Whole-exome sequencing (WES) has gained significant traction as a tool for both scientific research and clinical practice in diagnosing genetic disorders. Despite its high informativeness, the method is not without limitations. Moreover, target regions may exhibit incomplete coverage or lack coverage entirely. A clear understanding of the completeness of exonic region coverage in genes selected for analysis is crucial when interpreting WES data.
This study included WES data from 71 patients, generated using the DNBSEQ-G50 genetic analyzer (MGI, China) and the Exome Capture V5 Probe Set (MGI, China) for DNA library preparation. Secondary data processing was performed using the ZLIMS software platform (MGI, China). The quality of sequencing results was assessed based on the exonic regions of 662 genes associated with the clinical manifestations of primary immunodeficiency. Coverage statistics were calculated using the bedtools software package (v2.27.1).
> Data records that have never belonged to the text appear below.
//! Single writer for the stats file
//!
//! Snapshots are sent to a channel and written by one background task, so two
//! flushes can never interleave on disk. When several snapshots queue up while
//! a write is in progress only the newest one is written.

use std::sync::Arc;
use tokio::sync::{mpsc, oneshot};
use tracing::{debug, error, info};

use super::store::{StatsDocument, StatsFile};

/// Outcome reported back to a caller that waits for its flush
pub type FlushAck = oneshot::Sender<Result<(), String>>;

pub struct FlushRequest {
    pub document: StatsDocument,
    pub ack: Option<FlushAck>,
}

/// Sender handle for queueing snapshots
pub type FlushSender = mpsc::UnboundedSender<FlushRequest>;

/// Start the flusher background task
/// Returns a sender the counter uses to queue snapshots
pub fn start_flusher(file: Arc<StatsFile>) -> FlushSender {
    let (tx, rx) = mpsc::unbounded_channel();

    tokio::spawn(flusher_task(file, rx));

    tx
}

async fn flusher_task(file: Arc<StatsFile>, mut rx: mpsc::UnboundedReceiver<FlushRequest>) {
    info!("Stats flusher started ({})", file.path().display());

    while let Some(first) = rx.recv().await {
        let mut document = first.document;
        let mut acks: Vec<FlushAck> = first.ack.into_iter().collect();

        // Senders queue in lock order, so the last one drained is the newest
        while let Ok(next) = rx.try_recv() {
            document = next.document;
            acks.extend(next.ack);
        }

        let result = file.save(&document).await.map_err(|e| e.to_string());
        match &result {
            Ok(()) => debug!(
                "Flushed visitor stats ({} visits) to {}",
                document.total_visits,
                file.path().display()
            ),
            Err(e) => error!("Failed to save visitor stats: {}", e),
        }

        for ack in acks {
            let _ = ack.send(result.clone());
        }
    }

    info!("Stats flusher shutting down");
}
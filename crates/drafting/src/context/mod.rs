//! Bounded context assembly.
//!
//! Fits an unbounded amount of evidence into a fixed token budget. Cuts
//! happen at two levels so one oversized input can't starve the rest.
//!
//! | Category | Selection | Per-item cap |
//! |----------|-----------|--------------|
//! | Instructions | Fixed preamble | - |
//! | Source material | All documents | Raw text |
//! | Reference material | Top-N by relevance | Content |
//! | Precedent material | Top-M by relevance | Summary and outcome, each |

pub mod assembler;
pub mod budget;
pub mod evidence;
pub mod summarizer;
pub mod token;

pub use assembler::{
    AssembledContext, AssemblyLimits, ContextAssembler, ContextSection, ContextStats,
    SectionStats,
};
pub use budget::{BudgetError, BudgetRatios, Category, TokenBudget};
pub use evidence::{Evidence, PrecedentHit, ReferenceHit, SourceDocument};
Target regions for the analysis were extracted from the MGI Exome Capture V5 BED file corresponding to the Human hg19/hg37 genomic assembly.
Among the genes associated with primary immunodeficiency, 339 regions within 210 genes (31% of the total gene list) exhibited coverage of fewer than 30 nucleotides. Additionally, 224 exons in 183 genes were entirely uncovered across all samples (n = 71). The absence of coverage was partially attributed to the exclusion of certain region coordinates in the BED file integrated into the ZLIMS system, which resulted in the exclusion of these regions from downstream analyses. Other contributing factors to the absence of coverage remain unresolved due to the proprietary nature of the system.
Our data analysis demonstrates that the significant number of regions with low coverage necessitates careful consideration of the potential for both false-positive and false-negative results. However, even with good statistical parameters, it is important to remember the rule that the results of WES should not be used as a basis for excluding a clinical diagnosis. Our study highlights that identifying clinically significant variants may be limited not only by the inherent technical constraints of WES but also by deficiencies in the software solutions used for data processing. Even high-cost commercial data processing tools may contain critical flaws.